Elle a refait le coup du frigo. C’était à l’automne 2008, juste avant le congrès de Reims, pour la succession de François Hollande, Ségolène Royal promettait de mettre sa candidature « au frigidaire ». On connait la suite : l’ex-candidate se lançait finalement à l’assaut du Parti socialiste, en vain.
Deux ans plus tard, rebelote. Ségolène Royal annonce au printemps dernier qu’elle « sacrifie » ses « ambitions personnelles », et propose un « dispositif gagnant » pour la présidentielle. La présidente de la région Poitou-Charentes rentre dans le rang, deux ans après le fratricide congrès de Reims. Une opération bénéfique pour elle, qui a perdu depuis longtemps son statut de « madone de sondages »… Cette « entente cordiale » lui permet de se recentrer, d’incarner l’unité, et même de remplacer parfois au pied levé une première secrétaire défaillante.
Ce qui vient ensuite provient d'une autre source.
//! Transcoding combinator: a typed view over a channel of raw values

use super::channel::Broadcast;
use crate::codec::Transcoder;
use crate::errors::Result;
use futures::future::{BoxFuture, FutureExt};
use std::fmt;
use std::marker::PhantomData;
use std::sync::Arc;

/// A `Broadcast<T>` that decodes reads and encodes writes of a
/// `Broadcast<A>`.
///
/// Holds no buffer of its own; every read and write goes straight to the
/// parent channel.
pub struct Transcoded<B, A, C> {
    parent: B,
    codec: Arc<C>,
    _raw: PhantomData<fn() -> A>,
}

impl<B, A, C> Transcoded<B, A, C> {
    /// Wrap `parent` with `codec`.
    pub fn new(parent: B, codec: C) -> Self {
        Self {
            parent,
            codec: Arc::new(codec),
            _raw: PhantomData,
        }
    }

    /// The wrapped channel.
    pub fn parent(&self) -> &B {
        &self.parent
    }
}

impl<B: Clone, A, C> Clone for Transcoded<B, A, C> {
    fn clone(&self) -> Self {
        Self {
            parent: self.parent.clone(),
            codec: self.codec.clone(),
            _raw: PhantomData,
        }
    }
}

impl<B, A, C> fmt::Debug for Transcoded<B, A, C> {
    fn fmt(&self, f: &mut fmt::Formatter<'_>) -> fmt::Result {
        f.debug_struct("Transcoded")
            .field("raw", &std::any::type_name::<A>())
            .finish_non_exhaustive()
    }
}

impl<B, A, T, C> Broadcast<T> for Transcoded<B, A, C>
where
    B: Broadcast<A>,
    A: Send + 'static,
    T: Send + 'static,
    C: Transcoder<A, T> + 'static,
{
    fn read(&self) -> BoxFuture<'static, Result<T>> {
        // Join the parent now, decode later.
        let raw = self.parent.read();
        let codec = self.codec.clone();
        async move { codec.decode(raw.await?) }.boxed()
    }

    fn write(&self, value: T) -> Result<()> {
        let raw = self.codec.encode(value)?;
        self.parent.write(raw)
    }
}

/// Expose `parent` as a channel of values decoded by `codec`.
pub fn transcode<B, A, C>(parent: B, codec: C) -> Transcoded<B, A, C> {
    Transcoded::new(parent, codec)
}
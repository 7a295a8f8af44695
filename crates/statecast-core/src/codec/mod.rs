//! Two-way codecs between a raw representation and a typed value
//!
//! A [`Transcoder<Raw, Value>`] encodes values into their raw form and
//! decodes raw data back. Codecs are fallible; their errors are returned to
//! the caller of whatever `get`/`set`/`read`/`write` invoked them.

mod json;

pub use json::{JsonCodec, TextCodec};

use crate::errors::Result;
use crate::reversible::Reversible;
use std::sync::Arc;

/// Encode/decode pair between `Raw` and `Value`.
pub trait Transcoder<Raw, Value>: Send + Sync {
    /// Turn a value into its raw representation.
    fn encode(&self, value: Value) -> Result<Raw>;

    /// Turn raw data into a value.
    fn decode(&self, raw: Raw) -> Result<Value>;
}

impl<Raw, Value, C> Transcoder<Raw, Value> for Arc<C>
where
    C: Transcoder<Raw, Value> + ?Sized,
{
    fn encode(&self, value: Value) -> Result<Raw> {
        (**self).encode(value)
    }

    fn decode(&self, raw: Raw) -> Result<Value> {
        (**self).decode(raw)
    }
}

/// A reversible mapping is an infallible codec: forward decodes, reverse
/// encodes.
impl<Raw, Value> Transcoder<Raw, Value> for Reversible<Raw, Value>
where
    Raw: 'static,
    Value: 'static,
{
    fn encode(&self, value: Value) -> Result<Raw> {
        Ok(self.apply(value))
    }

    fn decode(&self, raw: Raw) -> Result<Value> {
        Ok(self.call(raw))
    }
}

/// Codec with encode and decode swapped.
#[derive(Debug, Clone)]
pub struct Flipped<C>(pub C);

impl<Raw, Value, C> Transcoder<Value, Raw> for Flipped<C>
where
    C: Transcoder<Raw, Value>,
{
    fn encode(&self, raw: Raw) -> Result<Value> {
        self.0.decode(raw)
    }

    fn decode(&self, value: Value) -> Result<Raw> {
        self.0.encode(value)
    }
}

/// Swap a codec's directions.
pub fn flip<C>(codec: C) -> Flipped<C> {
    Flipped(codec)
}

#[cfg(test)]
mod tests {
    use super::*;
    use crate::strconv::bmap;

    #[test]
    fn test_reversible_is_a_codec() {
        let codec = bmap::number();
        assert_eq!(codec.decode(Some("64".into())).unwrap(), Some(64.0));
        assert_eq!(codec.encode(Some(2.5)).unwrap().as_deref(), Some("2.5"));
    }

    #[test]
    fn test_flipped_swaps_directions() {
        let codec = flip(bmap::bool());
        assert_eq!(codec.encode(Some("true".into())).unwrap(), Some(true));
        assert_eq!(codec.decode(Some(false)).unwrap().as_deref(), Some("false"));
    }
}
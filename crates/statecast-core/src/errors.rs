//! Unified error system for statecast
//!
//! One error type for every layer above the codecs. Codec failures are
//! carried through unchanged; nothing in the channel or variable layers
//! retries or swallows them.

use serde::{Deserialize, Serialize};
use std::fmt;

/// Shape of a decoded JSON literal.
#[derive(Debug, Clone, Copy, PartialEq, Eq, Hash, Serialize, Deserialize)]
#[serde(rename_all = "snake_case")]
pub enum JsonKind {
    /// `null`
    Null,
    /// `true` / `false`
    Bool,
    /// Any JSON number
    Number,
    /// A JSON number with no fractional part that fits in `i64`
    Integer,
    /// A JSON string literal
    String,
    /// A JSON array
    List,
    /// A JSON object
    Object,
}

impl JsonKind {
    /// Classify a decoded JSON value.
    pub fn of(value: &serde_json::Value) -> Self {
        match value {
            serde_json::Value::Null => Self::Null,
            serde_json::Value::Bool(_) => Self::Bool,
            serde_json::Value::Number(_) => Self::Number,
            serde_json::Value::String(_) => Self::String,
            serde_json::Value::Array(_) => Self::List,
            serde_json::Value::Object(_) => Self::Object,
        }
    }
}

impl fmt::Display for JsonKind {
    fn fmt(&self, f: &mut fmt::Formatter<'_>) -> fmt::Result {
        let name = match self {
            Self::Null => "null",
            Self::Bool => "boolean",
            Self::Number => "number",
            Self::Integer => "integer",
            Self::String => "string",
            Self::List => "list",
            Self::Object => "object",
        };
        f.write_str(name)
    }
}

/// Failure to turn text into a typed value.
///
/// The two kinds are deliberately distinct: a malformed literal is a
/// `Syntax` failure, a well-formed literal of the wrong kind is a
/// `ShapeMismatch`.
#[derive(Debug, Clone, PartialEq, Eq, Serialize, Deserialize, thiserror::Error)]
pub enum ParseError {
    /// The input is not a valid JSON literal
    #[error("Syntax error: {message}")]
    Syntax {
        /// Message reported by the JSON parser
        message: String,
    },

    /// The input parsed, but to the wrong kind of value
    #[error("Shape mismatch: expected {expected}, found {found}")]
    ShapeMismatch {
        /// Kind the caller asked for
        expected: JsonKind,
        /// Kind the literal actually decoded to
        found: JsonKind,
    },
}

impl ParseError {
    /// Create a syntax error
    pub fn syntax(message: impl Into<String>) -> Self {
        Self::Syntax {
            message: message.into(),
        }
    }

    /// Create a shape mismatch error
    pub fn shape_mismatch(expected: JsonKind, found: JsonKind) -> Self {
        Self::ShapeMismatch { expected, found }
    }

    /// True for malformed literals.
    pub fn is_syntax(&self) -> bool {
        matches!(self, Self::Syntax { .. })
    }

    /// True for well-formed literals of the wrong kind.
    pub fn is_shape_mismatch(&self) -> bool {
        matches!(self, Self::ShapeMismatch { .. })
    }
}

/// Errors raised by a key-value store.
#[derive(Debug, Clone, PartialEq, Eq, Serialize, Deserialize, thiserror::Error)]
pub enum StoreError {
    /// The key cannot be stored
    #[error("Invalid key: {reason}")]
    InvalidKey {
        /// Why the key was rejected
        reason: String,
    },

    /// Reading from the backing store failed
    #[error("Read failed: {0}")]
    ReadFailed(String),

    /// Writing to the backing store failed
    #[error("Write failed: {0}")]
    WriteFailed(String),

    /// The write would exceed the store's quota
    #[error("Quota exceeded writing {key}: limit is {limit} bytes")]
    QuotaExceeded {
        /// Key being written
        key: String,
        /// Configured limit in bytes
        limit: usize,
    },
}

/// Unified error type for statecast operations
#[derive(Debug, Clone, PartialEq, Eq, Serialize, Deserialize, thiserror::Error)]
pub enum StateError {
    /// A strconv parser rejected its input
    #[error("Parse error: {0}")]
    Parse(#[from] ParseError),

    /// A transcoder failed to encode or decode
    #[error("Codec error: {message}")]
    Codec {
        /// Error message reported by the codec
        message: String,
    },

    /// The backing store failed
    #[error("Storage error: {0}")]
    Storage(#[from] StoreError),

    /// Invalid input or configuration
    #[error("Invalid: {message}")]
    Invalid {
        /// Error message describing the invalid input
        message: String,
    },

    /// Internal system error
    #[error("Internal error: {message}")]
    Internal {
        /// Error message describing the internal error
        message: String,
    },
}

impl StateError {
    /// Create a codec error
    pub fn codec(message: impl Into<String>) -> Self {
        Self::Codec {
            message: message.into(),
        }
    }

    /// Create an invalid input error
    pub fn invalid(message: impl Into<String>) -> Self {
        Self::Invalid {
            message: message.into(),
        }
    }

    /// Create an internal error
    pub fn internal(message: impl Into<String>) -> Self {
        Self::Internal {
            message: message.into(),
        }
    }
}

impl From<serde_json::Error> for StateError {
    fn from(err: serde_json::Error) -> Self {
        Self::codec(err.to_string())
    }
}

/// Standard Result type for statecast operations
pub type Result<T> = std::result::Result<T, StateError>;
//! Statecast Effects - host-facing handlers
//!
//! Stateful pieces built on `statecast-core` that talk to a backing store
//! and need a tokio runtime:
//!
//! - [`storage`]: in-memory storage areas publishing change events on a
//!   [`StorageBus`]
//! - [`registry`]: the [`ChannelRegistry`], one channel per stored key,
//!   fed by the bus
//! - [`persisted`]: [`PersistedChannel`] and the persisted variables built
//!   on it
//! - `testing` (feature `testing`): tracing setup and a multi-context host

#![forbid(unsafe_code)]

/// Persisted channels and variables
pub mod persisted;

/// Per-key channel registry
pub mod registry;

/// In-memory host storage
pub mod storage;

/// Test utilities
#[cfg(any(test, feature = "testing"))]
pub mod testing;

pub use persisted::{persisted, raw, PersistedChannel, StorageCell, StoreCodec};
pub use registry::{ChannelRegistry, RegistryLease, RegistryStats};
pub use storage::{MemoryStorage, MemoryStore, StorageBus};
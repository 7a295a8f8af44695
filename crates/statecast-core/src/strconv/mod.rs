//! String conversions for stored values
//!
//! - [`parse`]: text → value, reporting syntax and shape failures separately
//! - [`format`]: value → text
//! - [`bmap`]: both directions bound into a [`crate::reversible::Reversible`]
//!   with a pluggable recovery policy

pub mod bmap;
pub mod format;
pub mod parse;

pub use parse::Parsed;
//! Two-way mappings between optional text and typed values
//!
//! Each builder returns a [`Reversible<Option<String>, Option<T>>`]:
//! - forward parses; a failure is handed to the recovery handler (by default
//!   it becomes `None`) instead of propagating
//! - reverse formats
//! - `None` short-circuits to `None` in both directions without touching the
//!   parser or formatter
//!
//! ```rust
//! use statecast_core::strconv::bmap;
//!
//! let n = bmap::number();
//! assert_eq!(n.call(Some("64".into())), Some(64.0));
//! assert_eq!(n.call(None), None);
//! assert_eq!(n.call(Some("abc".into())), None);
//!
//! let zero = bmap::number_with(|_| Some(0.0));
//! assert_eq!(zero.call(Some("abc".into())), Some(0.0));
//! ```

use super::{format, parse};
use crate::errors::ParseError;
use crate::reversible::Reversible;
use serde_json::{Map, Value};
use std::sync::Arc;

/// Mapping produced by the builders in this module.
pub type Bmap<T> = Reversible<Option<String>, Option<T>>;

/// Recovery policy applied when the forward direction fails to parse.
pub type OnError<T> = Arc<dyn Fn(ParseError) -> Option<T> + Send + Sync>;

/// The default recovery: treat unparseable text as absent.
pub fn absent<T>() -> OnError<T> {
    Arc::new(|_| None)
}

fn prepare<T, P, F>(parse: P, format: F, on_error: OnError<T>) -> Bmap<T>
where
    T: 'static,
    P: Fn(&str) -> parse::Parsed<T> + Send + Sync + 'static,
    F: Fn(T) -> String + Send + Sync + 'static,
{
    Reversible::make(
        move |raw: Option<String>| {
            let raw = raw?;
            match parse(raw.as_str()) {
                Ok(value) => Some(value),
                Err(err) => {
                    tracing::debug!(error = %err, "Recovering from unparseable value");
                    on_error(err)
                }
            }
        },
        move |value: Option<T>| value.map(&format),
    )
}

/// Text ↔ boolean.
pub fn bool() -> Bmap<bool> {
    bool_with(|_| None)
}

/// Text ↔ boolean with a custom recovery.
pub fn bool_with<H>(on_error: H) -> Bmap<bool>
where
    H: Fn(ParseError) -> Option<bool> + Send + Sync + 'static,
{
    prepare(parse::bool, format::bool, Arc::new(on_error))
}

/// Text ↔ number.
pub fn number() -> Bmap<f64> {
    number_with(|_| None)
}

/// Text ↔ number with a custom recovery.
pub fn number_with<H>(on_error: H) -> Bmap<f64>
where
    H: Fn(ParseError) -> Option<f64> + Send + Sync + 'static,
{
    prepare(parse::number, format::number, Arc::new(on_error))
}

/// Text ↔ integer.
pub fn integer() -> Bmap<i64> {
    integer_with(|_| None)
}

/// Text ↔ integer with a custom recovery.
pub fn integer_with<H>(on_error: H) -> Bmap<i64>
where
    H: Fn(ParseError) -> Option<i64> + Send + Sync + 'static,
{
    prepare(parse::integer, format::integer, Arc::new(on_error))
}

/// Text ↔ list.
pub fn list() -> Bmap<Vec<Value>> {
    list_with(|_| None)
}

/// Text ↔ list with a custom recovery.
pub fn list_with<H>(on_error: H) -> Bmap<Vec<Value>>
where
    H: Fn(ParseError) -> Option<Vec<Value>> + Send + Sync + 'static,
{
    prepare(parse::list, |v: Vec<Value>| format::list(&v), Arc::new(on_error))
}

/// Text ↔ object.
pub fn json_object() -> Bmap<Map<String, Value>> {
    json_object_with(|_| None)
}

/// Text ↔ object with a custom recovery.
pub fn json_object_with<H>(on_error: H) -> Bmap<Map<String, Value>>
where
    H: Fn(ParseError) -> Option<Map<String, Value>> + Send + Sync + 'static,
{
    prepare(
        parse::json_object,
        |v: Map<String, Value>| format::json_object(&v),
        Arc::new(on_error),
    )
}

/// Text ↔ any JSON value.
pub fn json_value() -> Bmap<Value> {
    json_value_with(|_| None)
}

/// Text ↔ any JSON value with a custom recovery.
pub fn json_value_with<H>(on_error: H) -> Bmap<Value>
where
    H: Fn(ParseError) -> Option<Value> + Send + Sync + 'static,
{
    prepare(
        parse::json_value,
        |v: Value| format::json_value(&v),
        Arc::new(on_error),
    )
}

/// Build a mapping for a custom parser/formatter pair.
pub fn custom<T, P, F>(parse: P, format: F, on_error: OnError<T>) -> Bmap<T>
where
    T: 'static,
    P: Fn(&str) -> parse::Parsed<T> + Send + Sync + 'static,
    F: Fn(T) -> String + Send + Sync + 'static,
{
    prepare(parse, format, on_error)
}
Ségolène Royal a peu goûté la sortie télévisée de Martine Aubry
Tout allait donc pour le mieux au « pays des Bisounours », le nouveau surnom donné au Parti socialiste lors de la dernière université d’été de La Rochelle, à la fin de l’été. Seulement voilà, la semaine dernière, Ségolène Royal a peu goûté la sortie télévisée de Martine Aubry. Interrogée sur son éventuelle candidature aux primaires, la première secrétaire du PS répond : « Nous proposerons une candidature véritablement ensemble, c’est-à-dire pas l’un contre l’autre, ou l’une contre l’autre ».
Martine Aubry accrédite l’idée d’un pacte entre elle, Dominique Strauss-Kahn et Ségolène Royal. Un petit arrangement entre camarades, que s’empressent de dénoncer tous les prétendants qui n’ont font pas partie, François Hollande ou Manuel Valls. Un pacte, qui plus est, suspendu au bon vouloir de Dominique Strauss-Kahn. La primaire est gelée jusqu’à ce que le directeur général du FMI, le champion toutes catégories des sondages, veuille bien faire connaître ses intentions.
Ségolène Royal entre alors en piste. Et s’empresse de contredire publiquement la première secrétaire. « Je ne dénonce pas le pacte, il n’existe pas, déclare Ségolène Royal. Personne ne s'interdit d'être candidat aux primaires, y compris moi. »
Rattraper le retard sur DSK, Martine Aubry et François Hollande
Ce qui sera fait trois jours plus tard, dans une interview donnée à la presse locale - dans ses terres poitevines -, comme un certain Jacques Chirac, en 1994 - lui aussi était à la traîne dans les sondages… La spécialiste du contre-pied politique rappelle qu’elle n’a renoncé à rien, elle qui promettait déjà à ses partisans, le soir de sa défaite à la présidentielle, de les conduire « vers d’autres victoires » (sic).
Ségolène Royal met en avant son CV et son expérience d’ancienne candidate. Or, la présidentielle est une course de fond, et le calendrier des primaires apparaît trop tardif, avec la désignation du candidat à l’automne prochain seulement. Pour Ségolène Royal, le temps presse : cette fois elle n’est plus la favorite, et doit rattraper son retard sur Dominique Strauss-Kahn, Martine Aubry et même François Hollande, alors que Nicolas Sarkozy, lui, à la faveur du remaniement du gouvernement, vient de mettre en place son dispositif de campagne.
« Pauvre PS ! »
Ce faisant, Ségolène Royal, spécialiste du contre-pied politique, accélère le calendrier des primaires, et prend les devants en espérant prendre de vitesse ses principaux rivaux. Elle se permet même, sur France Inter, de proposer à Dominique Strauss-Kahn le poste de Premier ministre s’il renonçait au FMI, comme elle l’avait fait juste avant le premier tour de la présidentielle !
L’annonce surprise de cette candidature suscite des commentaires divers et variés au sein du PS. Pour son ancien directeur de campagne, Jean-Louis Bianco, « elle a raison ». « Logique et prévisible », se contente de relever le porte-parole du PS Benoît Hamon. Mais l’ancien soutien de Ségolène Royal au congrès de Reims, le maire de Lyon Gérard Collomb, pense lui qu’elle « a perdu beaucoup de son aura ». « Pauvre PS ! », se contente de lâcher l’ancien ministre de la Culture Jack Lang. Martine Aubry, elle, reste silencieuse.